Affaire Guillaume Soro : Virage dangereux Paris-Abidjan

En marge de la Cop21 les 08 et 09 décembre 2015 à Bourget, un évènement important est à noter. C’est une brouille juridico-diplomatique entre Paris et Abidjan, un peu plus de 05ans après la chute du régime de Laurent Gbagbo.

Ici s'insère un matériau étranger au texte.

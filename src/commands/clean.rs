//! Clean the public directory

use anyhow::Result;
use std::fs;

use crate::Site;

/// Remove the generated public directory
pub fn run(site: &Site) -> Result<()> {
    if site.public_dir.exists() {
        fs::remove_dir_all(&site.public_dir)?;
        tracing::info!("Deleted: {:?}", site.public_dir);
    }

    Ok(())
}

#[cfg(test)]
mod tests {
    use super::*;

    #[test]
    fn test_clean_removes_public_only() {
        let dir = tempfile::tempdir().unwrap();
        fs::create_dir_all(dir.path().join("public/writings")).unwrap();
        fs::create_dir_all(dir.path().join("posts")).unwrap();

        let site = Site::new(dir.path()).unwrap();
        run(&site).unwrap();
        assert!(!dir.path().join("public").exists());
        assert!(dir.path().join("posts").exists());

        // Cleaning twice is fine
        run(&site).unwrap();
    }
}
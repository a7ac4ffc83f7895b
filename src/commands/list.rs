//! List the writings that would be published

use anyhow::Result;

use crate::content::PostEntry;
use crate::helpers::format_date;
use crate::Site;

/// Print the collected writings, newest first
pub async fn run(site: &Site, json: bool) -> Result<()> {
    let entries = site.collect_posts().await?;

    if json {
        println!("{}", serde_json::to_string_pretty(&entries)?);
        return Ok(());
    }

    println!("Writings ({}):", entries.len());
    for entry in &entries {
        println!("  {}", summary_line(entry, &site.config.date_format));
    }

    Ok(())
}

/// `date - title [slug]`
fn summary_line(entry: &PostEntry, date_format: &str) -> String {
    let date = entry
        .date
        .map(|d| format_date(&d, date_format))
        .unwrap_or_else(|| "(no date)".to_string());
    format!("{} - {} [{}]", date, entry.title(), entry.slug)
}

#[cfg(test)]
mod tests {
    use super::*;
    use crate::content::{parse_date_string, FrontMatter};
    use std::path::PathBuf;

    #[test]
    fn test_summary_line() {
        let entry = PostEntry {
            frontmatter: FrontMatter {
                title: Some("Hello".to_string()),
                date: Some("2021-01-01".to_string()),
                ..Default::default()
            },
            content: "Hi...".to_string(),
            slug: "/writings/hello/".to_string(),
            date: parse_date_string("2021-01-01"),
            source: PathBuf::from("posts/hello.md"),
        };
        assert_eq!(
            summary_line(&entry, "YYYY-MM-DD"),
            "2021-01-01 - Hello [/writings/hello/]"
        );

        let undated = PostEntry { date: None, ..entry };
        assert_eq!(
            summary_line(&undated, "YYYY-MM-DD"),
            "(no date) - Hello [/writings/hello/]"
        );
    }
}
//! Ivy Compiler — AST-to-IR lowering (pass 1) for the Ivy language.
//!
//! # Pipeline placement
//!
//! ```text
//! Source Code (.ivy)
//!     │
//!     ▼
//! ┌──────────┐
//! │  Parser   │  (external) produces a tagged S-expression AST
//! └────┬─────┘
//!      │
//!      ▼
//! ┌──────────┐
//! │ Lowering  │  this crate: AST → stack-machine instruction stream
//! └────┬─────┘
//!      │
//!      ▼
//! ┌──────────┐
//! │ Backend   │  (external) resolves branches and links the C++ runtime
//! └──────────┘
//! ```
//!
//! The crate is a library with one job: turn a parsed [`ast::Node`] tree
//! into a flat sequence of [`instruction::Instruction`]s via
//! [`lower::lower`]. Control flow comes out as structured scope markers,
//! never jump offsets, so the backend chooses its own execution strategy.

pub mod ast;
pub mod errors;
pub mod instruction;
pub mod lower;
pub mod verify;

pub use ast::Node;
pub use errors::LowerError;
pub use instruction::{Instruction, ScopeTag};
pub use lower::lower;
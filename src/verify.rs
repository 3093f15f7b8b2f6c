//! Stream verification — stack-effect and scope-balance checking.
//!
//! Simulates an instruction stream against the documented stack effects:
//! heights through branches must agree, scope markers must nest LIFO, and
//! `Send`/`Yield` must find the argc marker they consume. Used by the test
//! suites and offered to the backend as a debugging aid for streams of
//! unknown provenance.

use crate::instruction::{Instruction, ScopeTag};

/// A shadow-stack cell. Argc markers are tracked by value so `Send` and
/// `Yield` can be charged for the arguments they consume.
#[derive(Debug, Clone, Copy, PartialEq, Eq)]
enum Cell {
    Value,
    Argc(usize),
}

/// An open structured-control region.
enum Region {
    If { entry: usize, branch: Option<usize> },
    Rescue { entry: usize, branch: Option<usize> },
    While { entry: usize, in_body: bool },
    Define { tag: ScopeTag, saved: Vec<Cell> },
}

fn err(pc: usize, msg: impl Into<String>) -> String {
    format!("pc={pc}: {}", msg.into())
}

fn pop_value(stack: &mut Vec<Cell>, pc: usize, what: &str) -> Result<(), String> {
    match stack.pop() {
        Some(Cell::Value) => Ok(()),
        Some(Cell::Argc(_)) => Err(err(pc, format!("{what} consumed an argc marker"))),
        None => Err(err(pc, format!("stack underflow in {what}"))),
    }
}

fn pop_argc(stack: &mut Vec<Cell>, pc: usize, what: &str) -> Result<usize, String> {
    match stack.pop() {
        Some(Cell::Argc(count)) => Ok(count),
        Some(Cell::Value) => Err(err(pc, format!("{what} expected an argc marker"))),
        None => Err(err(pc, format!("stack underflow in {what}"))),
    }
}

/// Branch joins compare heights only; pad or truncate back to the height
/// the region was entered at.
fn reset_height(stack: &mut Vec<Cell>, target: usize) {
    while stack.len() > target {
        stack.pop();
    }
    while stack.len() < target {
        stack.push(Cell::Value);
    }
}

/// Simulate `stream` and return the net stack height it leaves behind.
///
/// Fails on underflow, unbalanced branches, unclosed or mismatched
/// regions, and argc markers left stranded.
pub fn check(stream: &[Instruction]) -> Result<usize, String> {
    let mut stack: Vec<Cell> = Vec::new();
    let mut regions: Vec<Region> = Vec::new();

    for (pc, ins) in stream.iter().enumerate() {
        match ins {
            Instruction::PushInt(_)
            | Instruction::PushFloat(_)
            | Instruction::PushSymbol(_)
            | Instruction::PushString { .. }
            | Instruction::PushTrue
            | Instruction::PushFalse
            | Instruction::PushNil
            | Instruction::PushSelf
            | Instruction::PushObjectClass
            | Instruction::PushArg(_)
            | Instruction::PushArgs
            | Instruction::VariableGet(_)
            | Instruction::InstanceVariableGet(_)
            | Instruction::GlobalVariableGet(_) => stack.push(Cell::Value),

            Instruction::PushArgc(count) => stack.push(Cell::Argc(*count)),

            Instruction::PushRange { .. } => {
                pop_value(&mut stack, pc, "push_range")?;
                pop_value(&mut stack, pc, "push_range")?;
                stack.push(Cell::Value);
            }

            Instruction::CreateArray { count } => {
                for _ in 0..*count {
                    pop_value(&mut stack, pc, "create_array")?;
                }
                stack.push(Cell::Value);
            }

            Instruction::CreateHash { count } => {
                for _ in 0..count * 2 {
                    pop_value(&mut stack, pc, "create_hash")?;
                }
                stack.push(Cell::Value);
            }

            Instruction::Dup => match stack.last() {
                Some(Cell::Value) => stack.push(Cell::Value),
                Some(Cell::Argc(_)) => return Err(err(pc, "dup of an argc marker")),
                None => return Err(err(pc, "stack underflow in dup")),
            },

            Instruction::DupRel(depth) => {
                if stack.len() < depth + 1 {
                    return Err(err(pc, format!("dup_rel {depth} reaches below the stack")));
                }
                match stack[stack.len() - 1 - depth] {
                    Cell::Value => stack.push(Cell::Value),
                    Cell::Argc(_) => return Err(err(pc, "dup_rel of an argc marker")),
                }
            }

            Instruction::Swap => {
                let len = stack.len();
                if len < 2 {
                    return Err(err(pc, "stack underflow in swap"));
                }
                stack.swap(len - 1, len - 2);
            }

            Instruction::Pop => pop_value(&mut stack, pc, "pop")?,

            Instruction::VariableSet { .. }
            | Instruction::InstanceVariableSet(_)
            | Instruction::GlobalVariableSet(_) => pop_value(&mut stack, pc, "set")?,

            Instruction::ConstFind(_) => {
                pop_value(&mut stack, pc, "const_find")?;
                stack.push(Cell::Value);
            }

            Instruction::ConstSet(_) => {
                pop_value(&mut stack, pc, "const_set owner")?;
                pop_value(&mut stack, pc, "const_set value")?;
            }

            Instruction::Send { .. } => {
                pop_value(&mut stack, pc, "send receiver")?;
                let count = pop_argc(&mut stack, pc, "send")?;
                for _ in 0..count {
                    pop_value(&mut stack, pc, "send argument")?;
                }
                stack.push(Cell::Value);
            }

            Instruction::Yield => {
                let count = pop_argc(&mut stack, pc, "yield")?;
                for _ in 0..count {
                    pop_value(&mut stack, pc, "yield argument")?;
                }
                stack.push(Cell::Value);
            }

            Instruction::If => {
                pop_value(&mut stack, pc, "if test")?;
                regions.push(Region::If {
                    entry: stack.len(),
                    branch: None,
                });
            }

            Instruction::Else(tag) => match regions.last_mut() {
                Some(Region::If { entry, branch }) if *tag == ScopeTag::If => {
                    if branch.is_some() {
                        return Err(err(pc, "second else in an if region"));
                    }
                    *branch = Some(stack.len());
                    let entry = *entry;
                    reset_height(&mut stack, entry);
                }
                Some(Region::Rescue { entry, branch }) if *tag == ScopeTag::Rescue => {
                    if branch.is_some() {
                        return Err(err(pc, "second else in a rescue region"));
                    }
                    *branch = Some(stack.len());
                    let entry = *entry;
                    reset_height(&mut stack, entry);
                }
                Some(Region::While { entry, in_body }) if *tag == ScopeTag::While => {
                    if *in_body {
                        return Err(err(pc, "second else in a while region"));
                    }
                    pop_value(&mut stack, pc, "loop test")?;
                    if stack.len() != *entry {
                        return Err(err(pc, "loop test left extra values"));
                    }
                    *in_body = true;
                }
                Some(_) => return Err(err(pc, format!("else {tag} does not match the open region"))),
                None => return Err(err(pc, format!("else {tag} without an open region"))),
            },

            Instruction::End(tag) => match regions.pop() {
                Some(Region::If { branch, .. }) if *tag == ScopeTag::If => {
                    let branch =
                        branch.ok_or_else(|| err(pc, "if region closed without an else"))?;
                    if stack.len() != branch {
                        return Err(err(
                            pc,
                            format!(
                                "if branches disagree on height ({} vs {})",
                                branch,
                                stack.len()
                            ),
                        ));
                    }
                }
                Some(Region::Rescue { entry, branch }) if *tag == ScopeTag::Rescue => {
                    let branch =
                        branch.ok_or_else(|| err(pc, "rescue region closed without an else"))?;
                    if branch != entry + 1 {
                        return Err(err(pc, "protected body must leave exactly one value"));
                    }
                    if stack.len() != entry + 1 {
                        return Err(err(pc, "handler path must leave exactly one value"));
                    }
                }
                Some(Region::While { entry, in_body }) if *tag == ScopeTag::While => {
                    if !in_body {
                        return Err(err(pc, "while region closed without a body segment"));
                    }
                    if stack.len() != entry {
                        return Err(err(pc, "loop body must be stack-neutral"));
                    }
                }
                Some(Region::Define { tag: opened, saved }) if *tag == opened => {
                    if stack.len() != 1 || stack[0] != Cell::Value {
                        return Err(err(pc, "define region body must leave exactly one value"));
                    }
                    stack = saved;
                }
                Some(_) => return Err(err(pc, format!("end {tag} does not match the open region"))),
                None => return Err(err(pc, format!("end {tag} without an open region"))),
            },

            Instruction::DefineMethod { .. } => regions.push(Region::Define {
                tag: ScopeTag::DefineMethod,
                saved: std::mem::take(&mut stack),
            }),

            Instruction::DefineBlock { .. } => regions.push(Region::Define {
                tag: ScopeTag::DefineBlock,
                saved: std::mem::take(&mut stack),
            }),

            Instruction::DefineClass(_) => {
                pop_value(&mut stack, pc, "define_class owner")?;
                pop_value(&mut stack, pc, "define_class superclass")?;
                regions.push(Region::Define {
                    tag: ScopeTag::DefineClass,
                    saved: std::mem::take(&mut stack),
                });
            }

            Instruction::DefineModule(_) => {
                pop_value(&mut stack, pc, "define_module owner")?;
                regions.push(Region::Define {
                    tag: ScopeTag::DefineModule,
                    saved: std::mem::take(&mut stack),
                });
            }

            Instruction::Try => regions.push(Region::Rescue {
                entry: stack.len(),
                branch: None,
            }),

            Instruction::MatchException => {
                pop_value(&mut stack, pc, "match_exception")?;
                stack.push(Cell::Value);
            }

            Instruction::Reraise | Instruction::Break | Instruction::Next => {}

            Instruction::While => regions.push(Region::While {
                entry: stack.len(),
                in_body: false,
            }),

            Instruction::ArrayShift | Instruction::ArrayPop => {
                match stack.last() {
                    Some(Cell::Value) => stack.push(Cell::Value),
                    Some(Cell::Argc(_)) => {
                        return Err(err(pc, "array destructure of an argc marker"))
                    }
                    None => return Err(err(pc, "stack underflow in array destructure")),
                }
            }
        }
    }

    if !regions.is_empty() {
        return Err(format!("{} region(s) left open at end of stream", regions.len()));
    }
    if stack.iter().any(|cell| matches!(cell, Cell::Argc(_))) {
        return Err("argc marker left on the stack at end of stream".into());
    }
    Ok(stack.len())
}

// ── Tests ────────────────────────────────────────────────────────────

#[cfg(test)]
mod tests {
    use super::*;
    use crate::instruction::Instruction as I;

    #[test]
    fn balanced_if() {
        let stream = [
            I::PushTrue,
            I::If,
            I::PushInt(1),
            I::Else(ScopeTag::If),
            I::PushInt(2),
            I::End(ScopeTag::If),
        ];
        assert_eq!(check(&stream), Ok(1));
    }

    #[test]
    fn unbalanced_branches_rejected() {
        let stream = [
            I::PushTrue,
            I::If,
            I::PushInt(1),
            I::Else(ScopeTag::If),
            I::End(ScopeTag::If),
        ];
        assert!(check(&stream).is_err());
    }

    #[test]
    fn send_charges_argc() {
        let stream = [
            I::PushString {
                value: "hi".into(),
                length: 2,
            },
            I::PushArgc(1),
            I::PushSelf,
            I::Send {
                message: "puts".into(),
                receiver_is_self: true,
                with_block: false,
            },
        ];
        assert_eq!(check(&stream), Ok(1));
    }

    #[test]
    fn send_without_argc_rejected() {
        let stream = [
            I::PushSelf,
            I::PushSelf,
            I::Send {
                message: "inspect".into(),
                receiver_is_self: false,
                with_block: false,
            },
        ];
        assert!(check(&stream).is_err());
    }

    #[test]
    fn unclosed_region_rejected() {
        let stream = [I::PushTrue, I::If, I::PushNil];
        assert!(check(&stream).is_err());
    }

    #[test]
    fn mismatched_end_rejected() {
        let stream = [I::PushTrue, I::If, I::PushNil, I::End(ScopeTag::While)];
        assert!(check(&stream).is_err());
    }

    #[test]
    fn define_region_runs_in_own_frame() {
        let stream = [
            I::DefineMethod {
                name: "answer".into(),
                arity: 0,
            },
            I::PushInt(42),
            I::End(ScopeTag::DefineMethod),
        ];
        assert_eq!(check(&stream), Ok(0));
    }

    #[test]
    fn stranded_argc_rejected() {
        let stream = [I::PushArgc(0)];
        assert!(check(&stream).is_err());
    }
}
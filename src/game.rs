//! Game session
//!
//! Glues the simulation to its collaborators: input goes in before each
//! step, events come out after it and drive saving and the guide.

use crate::guide::{Guide, Topic};
use crate::level::LevelSet;
use crate::persistence::{KeyValueStore, Persistence};
use crate::platform::InputState;
use crate::renderer::RenderSnapshot;
use crate::settings::Settings;
use crate::sim::{GameEvent, GameState, tick};
use crate::tuning::Tuning;

pub struct Game<S> {
    pub state: GameState,
    pub guide: Guide,
    pub input: InputState,
    pub settings: Settings,
    persistence: Persistence<S>,
    /// Events for the host (audio, UI) since the last `take_events`
    events: Vec<GameEvent>,
    collectibles_explained: bool,
}

impl<S: KeyValueStore> Game<S> {
    /// Start a session, resuming saved progress if there is any
    pub fn new(levels: LevelSet, tuning: Tuning, store: S) -> Self {
        let mut persistence = Persistence::new(store);
        let settings = Settings::load(persistence.store());
        let mut state = match persistence.load() {
            Some(progress) => GameState::with_progress(levels, tuning, progress),
            None => GameState::new(levels, tuning),
        };
        state.progress.high_score = state.progress.high_score.max(persistence.high_score());

        let mut game = Self {
            state,
            guide: Guide::default(),
            input: InputState::new(),
            settings,
            persistence,
            events: Vec::new(),
            collectibles_explained: false,
        };
        game.handle_events();
        game
    }

    /// Run one simulation step with the current input
    pub fn step(&mut self) {
        if self.input.take_interact() {
            if self.guide.is_active() {
                self.guide.advance();
            } else {
                self.guide.interact();
            }
        }

        let intent = self.input.intent();
        tick(&mut self.state, &intent);

        self.guide.tick();
        self.guide.update_hint(&self.state.player.rect());
        self.handle_events();
    }

    fn handle_events(&mut self) {
        let events = self.state.drain_events();
        for event in &events {
            match *event {
                GameEvent::LevelCompleted {
                    collected, total, ..
                } => {
                    self.save();
                    self.guide.show_level_completion(collected, total);
                }
                GameEvent::PlayerDefeated => {
                    self.save();
                }
                GameEvent::LevelLoaded { index: 0 } => {
                    self.guide.show_tutorial(Topic::Movement);
                }
                GameEvent::Collected { .. } => {
                    if !self.collectibles_explained && !self.guide.is_active() {
                        self.collectibles_explained = true;
                        self.guide.show_tutorial(Topic::Collectibles);
                    }
                }
                _ => {}
            }
        }
        self.events.extend(events);
    }

    fn save(&mut self) -> bool {
        let saved = self.persistence.save(&self.state.progress_snapshot());
        self.state.progress.high_score = self.persistence.high_score();
        saved
    }

    /// Explicit save point, e.g. when the tab is hidden
    pub fn checkpoint(&mut self) -> bool {
        log::info!("Checkpoint");
        self.save()
    }

    /// Forget stored progress and start from the first level
    pub fn new_game(&mut self) {
        self.persistence.clear();
        let levels = self.state.levels.clone();
        let tuning = self.state.tuning.clone();
        let high_score = self.state.progress.high_score;

        self.state = GameState::new(levels, tuning);
        self.state.progress.high_score = high_score;
        self.guide.clear();
        self.input.release_all();
        self.collectibles_explained = false;
        log::info!("New game started");
        self.handle_events();
    }

    pub fn snapshot(&self) -> RenderSnapshot {
        let fade = self
            .settings
            .fade_steps(self.state.tuning.collectible.fade_steps);
        RenderSnapshot::capture(&self.state, fade).with_guide(&self.guide)
    }

    pub fn take_events(&mut self) -> Vec<GameEvent> {
        std::mem::take(&mut self.events)
    }

    /// Replay the level before this one and save the new position
    pub fn previous_level(&mut self) -> bool {
        if !self.state.previous_level() {
            return false;
        }
        self.guide.clear();
        self.input.release_all();
        self.save();
        self.handle_events();
        true
    }

    pub fn save_settings(&mut self) {
        self.settings.save(self.persistence.store_mut());
    }

    /// Flip the minimap and persist the preference
    pub fn toggle_minimap(&mut self) {
        self.settings.show_minimap = !self.settings.show_minimap;
        self.save_settings();
    }

    pub fn is_finished(&self) -> bool {
        self.state.is_finished()
    }

    pub fn persistence(&self) -> &Persistence<S> {
        &self.persistence
    }
}
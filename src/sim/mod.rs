//! Deterministic simulation module
//!
//! All gameplay logic lives here. This module must be pure and deterministic:
//! - Fixed timestep only, velocities are per step
//! - No RNG
//! - Stable iteration order (level order for platforms, hazards and items)
//! - No rendering or platform dependencies

pub mod body;
pub mod collectible;
pub mod collision;
pub mod patrol;
pub mod progression;
pub mod state;
pub mod tick;

pub use body::{Body, Facing, Player, Rect};
pub use collectible::{Collectible, CollectibleTracker, Pickup, within_pickup_range};
pub use collision::{Contact, LevelBounds, clamp_to_bounds, move_and_collide};
pub use patrol::{Hazard, PatrolOutcome, Waypoint};
pub use progression::{LevelPhase, ProgressState, SavedPoint, Transition, evaluate};
pub use state::{GameEvent, GameState, LevelInstance};
pub use tick::{TickInput, tick};
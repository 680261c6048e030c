//! Platform abstraction layer
//!
//! Host-independent pieces of the frame driver:
//! - Fixed timestep scheduling with pause/resume
//! - Key and touch mapping into per-step input intent
//! - Storage backends live in `persistence`

pub mod input;
pub mod time;

pub use input::{Action, InputState, TouchButton};
pub use time::{FixedTimestep, Simulation};
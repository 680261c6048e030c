//! The owl guide
//!
//! Dialogue is a queue of lines advanced only by explicit `advance` calls.
//! The speech bubble shown on interaction hides itself after a step-counted
//! delay driven by `tick`.

use std::collections::VecDeque;

use glam::Vec2;

use crate::ms_to_steps;
use crate::sim::Rect;

/// Player and guide centers closer than this on both axes show the hint
pub const INTERACTION_RADIUS: f32 = 150.0;
/// How long the speech bubble stays up
pub const BUBBLE_MS: f64 = 3000.0;

const DEFAULT_POSITION: Vec2 = Vec2::new(300.0, 391.0);
/// 282px frames drawn at half scale
const DEFAULT_SIZE: f32 = 141.0;

/// Tutorial scripts
#[derive(Debug, Clone, Copy, PartialEq, Eq)]
pub enum Topic {
    Movement,
    Collectibles,
    Completion,
}

impl Topic {
    pub fn lines(self) -> &'static [&'static str] {
        match self {
            Topic::Movement => &[
                "Hello, young knight! I'll help you find your feet.",
                "Use A/D or the arrow keys to walk left and right.",
                "Press W, Up or Space to jump.",
                "Try gathering a few apples!",
            ],
            Topic::Collectibles => &[
                "Well done! Apples earn you points.",
                "Some apples sit in hard-to-reach places.",
                "Careful, monsters roam these paths!",
            ],
            Topic::Completion => &[
                "Congratulations! You gathered the apples on this level!",
                "Ready for the next one?",
            ],
        }
    }
}

#[derive(Debug, Clone)]
pub struct Guide {
    pub rect: Rect,
    queue: VecDeque<String>,
    current: Option<String>,
    /// Player is within interaction range
    pub hint_visible: bool,
    bubble_steps: u32,
}

impl Default for Guide {
    fn default() -> Self {
        Self::new(DEFAULT_POSITION)
    }
}

impl Guide {
    pub fn new(position: Vec2) -> Self {
        Self {
            rect: Rect {
                pos: position,
                size: Vec2::splat(DEFAULT_SIZE),
            },
            queue: VecDeque::new(),
            current: None,
            hint_visible: false,
            bubble_steps: 0,
        }
    }

    /// Replace the queue with a tutorial and show its first line
    pub fn show_tutorial(&mut self, topic: Topic) {
        self.set_queue(topic.lines().iter().map(|s| s.to_string()));
    }

    pub fn show_level_completion(&mut self, collected: usize, total: usize) {
        let verdict = if collected == total {
            "Splendid! You found every single apple!"
        } else {
            "Try to find more apples next time!"
        };
        self.set_queue([
            format!("Great job! You gathered {} of {} apples on this level!", collected, total),
            verdict.to_string(),
            "Press F to continue.".to_string(),
        ]);
    }

    fn set_queue(&mut self, lines: impl IntoIterator<Item = String>) {
        self.queue = lines.into_iter().collect();
        self.current = self.queue.pop_front();
    }

    /// Move to the next line; hides the dialogue after the last one
    pub fn advance(&mut self) {
        if self.current.is_some() {
            self.current = self.queue.pop_front();
        }
    }

    pub fn clear(&mut self) {
        self.queue.clear();
        self.current = None;
    }

    pub fn current(&self) -> Option<&str> {
        self.current.as_deref()
    }

    pub fn is_active(&self) -> bool {
        self.current.is_some()
    }

    /// Lines waiting after the current one
    pub fn pending(&self) -> usize {
        self.queue.len()
    }

    pub fn update_hint(&mut self, player: &Rect) -> bool {
        let delta = (player.center() - self.rect.center()).abs();
        self.hint_visible = delta.x < INTERACTION_RADIUS && delta.y < INTERACTION_RADIUS;
        self.hint_visible
    }

    /// Pop the speech bubble if the player is in range
    pub fn interact(&mut self) -> bool {
        if !self.hint_visible {
            return false;
        }
        self.bubble_steps = ms_to_steps(BUBBLE_MS);
        true
    }

    pub fn bubble_visible(&self) -> bool {
        self.bubble_steps > 0
    }

    /// One simulation step of bubble countdown
    pub fn tick(&mut self) {
        self.bubble_steps = self.bubble_steps.saturating_sub(1);
    }
}

#[cfg(test)]
mod tests {
    use super::*;

    #[test]
    fn test_tutorial_queue_advances_explicitly() {
        let mut guide = Guide::default();
        assert!(!guide.is_active());

        guide.show_tutorial(Topic::Completion);
        assert_eq!(guide.current(), Some(Topic::Completion.lines()[0]));
        assert_eq!(guide.pending(), 1);

        // Ticking never advances dialogue
        for _ in 0..1000 {
            guide.tick();
        }
        assert_eq!(guide.current(), Some(Topic::Completion.lines()[0]));

        guide.advance();
        assert_eq!(guide.current(), Some(Topic::Completion.lines()[1]));
        guide.advance();
        assert!(!guide.is_active());
        guide.advance();
        assert!(!guide.is_active());
    }

    #[test]
    fn test_new_tutorial_replaces_queue() {
        let mut guide = Guide::default();
        guide.show_tutorial(Topic::Movement);
        guide.show_tutorial(Topic::Collectibles);
        assert_eq!(guide.current(), Some(Topic::Collectibles.lines()[0]));
        assert_eq!(guide.pending(), 2);
    }

    #[test]
    fn test_level_completion_message() {
        let mut guide = Guide::default();
        guide.show_level_completion(7, 10);
        assert_eq!(
            guide.current(),
            Some("Great job! You gathered 7 of 10 apples on this level!")
        );
        guide.advance();
        assert_eq!(guide.current(), Some("Try to find more apples next time!"));

        guide.show_level_completion(3, 3);
        guide.advance();
        assert_eq!(guide.current(), Some("Splendid! You found every single apple!"));
    }

    #[test]
    fn test_completion_prompt_names_interact_key() {
        use crate::platform::input::Action;

        let mut guide = Guide::default();
        guide.show_level_completion(1, 2);
        guide.advance();
        guide.advance();
        assert_eq!(guide.current(), Some("Press F to continue."));
        assert_eq!(Action::from_key("F"), Some(Action::Interact));
        assert_eq!(Action::from_key(" "), Some(Action::Jump));
    }

    #[test]
    fn test_hint_radius() {
        let mut guide = Guide::new(Vec2::ZERO);
        // Guide center (70.5, 70.5); player 100x74
        let near = Rect::new(70.5 + 149.0 - 50.0, 70.5 - 37.0, 100.0, 74.0);
        let far = Rect::new(70.5 + 151.0 - 50.0, 70.5 - 37.0, 100.0, 74.0);
        assert!(guide.update_hint(&near));
        assert!(!guide.update_hint(&far));
    }

    #[test]
    fn test_bubble_hides_after_three_seconds() {
        let mut guide = Guide::new(Vec2::ZERO);
        assert!(!guide.interact());

        guide.update_hint(&Rect::new(0.0, 0.0, 100.0, 74.0));
        assert!(guide.interact());
        for _ in 0..179 {
            guide.tick();
        }
        assert!(guide.bubble_visible());
        guide.tick();
        assert!(!guide.bubble_visible());
    }
}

Le 08 d’abord, par faute professionnelle ou intrigue sciemment orchestrée, une juge d’instruction du nom de Sabine Khéris délivre un mandat d’amener contre la deuxième autorité politique de la Côte d’Ivoire, Guillaume Soro, le chef du parlement ivoirien, représentant officiel de son pays à la Cop 21. Pour cause, dit-on, des accusations de Michel Gbagbo, le fils de l’ancien Président Laurent Gbagbo, accablant Guillaume Soro d’auteur de séquestration, d’actes inhumains, de torture… Puis en moins de 24 heures, le mandat d’amener est levé, permettant au président de l’Assemblée nationale ivoirienne de rentrer sereinement dans son pays.

Des non-dits

Au 21ème siècle, le siècle de « tous les coups sont permis », cet incident ne saurait passer inaperçu. On assiste là à un premier choc entre alliés sur le terrain juridique avec en toile de fond, des calculs politico-diplomatiques sur l’avenir des relations entre Paris et Abidjan, maintenant qu’il faut préparer la succession de Alassane Ouattara après la guerre de 2010-2011 ayant conduit à la chute de Gbagbo père, l’autre casse-pied et torpilleur des intérêts français. En fait Guillaume Soro devient un pion difficile à déplacer dans ce qu’il faut appeler le « jeu d’échec Paris-Abidjan ». Celui-ci, dont les ambitions politiques à l’horizon 2020 ne sont plus à détailler, se voit déjà dans le fauteuil présidentiel après Alassane Ouattara. Mais, avec les affaires qui lui collent çà et là, il n’est forcément pas le meilleur choix que Paris ferait pour assurer une bonne relève pour ses intérêts non seulement en Côte d’Ivoire mais aussi dans la sous-région. Mis à part l’étiquette de chef de guerre, chef rebelle qui lui est collée à Abidjan, Guillaume Soro est accablé à Ouagadougou d’accusation de complicité dans le putsch des 16 et 17 septembre contre la transition dirigée par Michel Kafando après la chute de Blaise Compaoré qui, chassé par un soulèvement populaire à trouver refuge dans la capitale économique ivoirienne, sous la protection du régime Ouattara. Laisser prospérer des procédures judiciaires contre lui, depuis Paris, se trouve donc être une méthode pouvant affaiblir Soro pour le dissuader d’envisager de se rebeller au cas où il serait écarté par le schéma de succession à Ouattara.

Un virage difficile

Il est donc clair, Paris négocie un virage politico-diplomatique à Abidjan. Mais il ne sera pas facile de l’opérer sans écorchure ou égratignure dans le meilleur des cas. A contrario, le monde assisterait, cependant trop tôt, à des déballages les plus inouïs sur le jeu qui se joue à Abidjan. Déjà, le parlement ivoirien annonce les couleurs d’une résistance à Paris. A l’annonce de l’incident du mandat d’amener contre leur président, les députés ivoiriens réunis en session extraordinaire et urgente, ont désapprouvé une attitude ternissant l’image de l’institution et du pays que représentait Guillaume Soro au Bourget. Non dupe de ce qui se trame, Privat Oula, vice-président du parlement ivoirien a déclaré qu’il s’agit d’un « harcèlement », un acharnement contre Soro. Le gouvernement ivoirien a également, avec tact, déploré l’incident, rappelant Paris à l’ordre, au respect du droit. Est-ce assez pour empêcher un pourrissement catastrophique de la situation ? Affaire à suivre.